Ele lembra que a separação dessas atribuições, bem como a forma de ingresso nas polícias, existem, justamente, para garantir a aplicação do direito por alguém que seja qualificado para tal. Daí a exigência da formação em Direito e experiência na área jurídica ou policial para ser delegado de polícia federal. Para as demais forças de segurança não é exigido esses pré-requisitos para o ingresso nas respectivas carreiras. Há casos de policiais brasileiros, por exemplo, que entraram na corporação sem ter o 1º grau completo. Outros concursos públicos na área só exigem o nível médio. “E se a atribuição de investigar for ampliada para todas as polícias, com que respaldo esse policial, que não tem conhecimento amplo da área jurídica, vai aplicar o direito ao cidadão?”, indaga Paiva.

Investigação sem controle

Uma das alegações para a implantação do ciclo completo de polícia são índices falaciosos de elucidação de crimes, numa clara tentativa de desqualificar o modelo de investigação brasileiro. “Há pontos a serem aperfeiçoados, sim, no modelo de investigação do Brasil. Mas, se este modelo está falido, então por que a Polícia Federal tem 94% de inquéritos de combate à corrupção solucionados, de 2015 a 2018? Assim como os relatórios de gestão da PF que apresentam índices acima de 70 por cento em todos as espécies de crimes investigados? Sem contar as polícias civis que tem também índices satisfatórios de elucidação de crimes em determinados locais”, reage Edvandir Paiva.
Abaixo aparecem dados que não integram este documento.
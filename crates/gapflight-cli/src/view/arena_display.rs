use std::ops::Range;

use gapflight_engine::{Field, Mode, Scene};
use ratatui::{
    buffer::Buffer,
    layout::Rect,
    widgets::{Block as BlockWidget, BlockExt as _, Widget},
};

use crate::view::style;

/// Draws the play field, scaled down to the available cells.
#[derive(Debug)]
pub struct ArenaDisplay<'a> {
    scene: &'a Scene,
    block: Option<BlockWidget<'a>>,
}

impl<'a> ArenaDisplay<'a> {
    const ROTOR: [char; 4] = ['-', '\\', '|', '/'];

    pub fn new(scene: &'a Scene) -> Self {
        Self { scene, block: None }
    }

    pub fn block(self, block: BlockWidget<'a>) -> Self {
        Self {
            block: Some(block),
            ..self
        }
    }
}

impl Widget for ArenaDisplay<'_> {
    fn render(self, area: Rect, buf: &mut Buffer) {
        self.block.as_ref().render(area, buf);
        let area = self.block.inner_if_some(area);
        if area.is_empty() {
            return;
        }

        buf.set_style(area, style::SKY);
        for obstacle in &self.scene.obstacles {
            fill(buf, area, obstacle, ' ', style::WALL);
        }
        for sprite in &self.scene.agents {
            let glyph = match self.scene.mode {
                Mode::Helicopter => Self::ROTOR[usize::from(sprite.phase) % Self::ROTOR.len()],
                Mode::Gravity | Mode::Thrust => ' ',
            };
            let style = if sprite.carried_over {
                style::CARRIED_OVER
            } else {
                style::AGENT
            };
            fill(buf, area, &sprite.hitbox, glyph, style);
        }
    }
}

/// Paints the cells covered by `rect`, given in field coordinates.
fn fill(
    buf: &mut Buffer,
    area: Rect,
    rect: &gapflight_engine::Rect,
    glyph: char,
    style: ratatui::style::Style,
) {
    #[expect(clippy::cast_precision_loss)]
    let (width, height) = (Field::WIDTH as f32, Field::HEIGHT as f32);
    let cols = cell_span(rect.x, rect.right(), width, area.width);
    let rows = cell_span(rect.y, rect.bottom(), height, area.height);
    for row in rows {
        for col in cols.clone() {
            if let Some(cell) = buf.cell_mut((area.x + col, area.y + row)) {
                cell.set_char(glyph).set_style(style);
            }
        }
    }
}

/// Maps `[start, end)` in a field of length `extent` onto `cells` cells.
///
/// Any non-empty visible span covers at least one cell.
#[expect(clippy::cast_possible_truncation, clippy::cast_sign_loss)]
fn cell_span(start: f32, end: f32, extent: f32, cells: u16) -> Range<u16> {
    let start = start.max(0.0);
    let end = end.min(extent);
    if end <= start {
        return 0..0;
    }
    let scale = f32::from(cells) / extent;
    let first = (start * scale).floor() as u16;
    let last = ((end * scale).ceil() as u16).clamp(first + 1, cells);
    first.min(cells)..last
}

#[cfg(test)]
mod tests {
    use gapflight_engine::AgentSprite;

    use super::*;

    #[test]
    fn test_cell_span() {
        assert_eq!(cell_span(0.0, 1280.0, 1280.0, 64), 0..64);
        assert_eq!(cell_span(100.0, 200.0, 1280.0, 64), 5..10);
        // off screen
        assert_eq!(cell_span(-120.0, -60.0, 1280.0, 64), 0..0);
        assert_eq!(cell_span(1300.0, 1360.0, 1280.0, 64), 0..0);
        // partially visible
        assert_eq!(cell_span(-30.0, 30.0, 1280.0, 64), 0..2);
        // tiny spans still show
        assert_eq!(cell_span(10.0, 11.0, 1280.0, 64), 0..1);
    }

    #[test]
    fn test_render_paints_agents_over_walls() {
        let scene = Scene {
            mode: Mode::Helicopter,
            agents: vec![AgentSprite {
                hitbox: gapflight_engine::Rect::new(0.0, 0.0, 160.0, 90.0),
                phase: 2,
                carried_over: false,
            }],
            obstacles: vec![gapflight_engine::Rect::new(0.0, 0.0, 320.0, 180.0)],
            ..Scene::default()
        };
        let area = Rect::new(0, 0, 16, 8);
        let mut buf = Buffer::empty(area);
        ArenaDisplay::new(&scene).render(area, &mut buf);

        assert_eq!(buf[(0, 0)].symbol(), "|");
        assert_eq!(buf[(0, 0)].style().bg, style::AGENT.bg);
        assert_eq!(buf[(3, 1)].style().bg, style::WALL.bg);
        assert_eq!(buf[(15, 7)].style().bg, style::SKY.bg);
    }
}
Os 94% mencionados são referentes a pesquisa da Universidade de São Paulo (USP) encomendada pelo Conselho Nacional de Justiça (CNJ).

Deputado federal Marcelo Freitas, delegado da PF, alerta os congressistas sobre os riscos de implantação do ciclo completo de polícia

O deputado federal Marcelo Freitas (PSL-MG), com mais de 20 anos de delegado de Polícia Federal, vai além e faz um contraponto. “Esse modelo que está sendo proposto pode ensejar deficiências absurdas, especialmente, na prevenção. Porque se há os crimes, significa, também, que a prevenção falhou”, diz o parlamentar. Ele refere-se à atribuição constitucional das polícias militares de fazer patrulhamento ostensivo e preventivo. “Quando se discute os aspectos da segurança pública, todos os pontos da persecução criminal precisam ser observados. Com a valorização dos órgãos de controle e dos órgãos vinculados à segurança, podemos trabalhar com uma repressão qualificada”, defende o deputado.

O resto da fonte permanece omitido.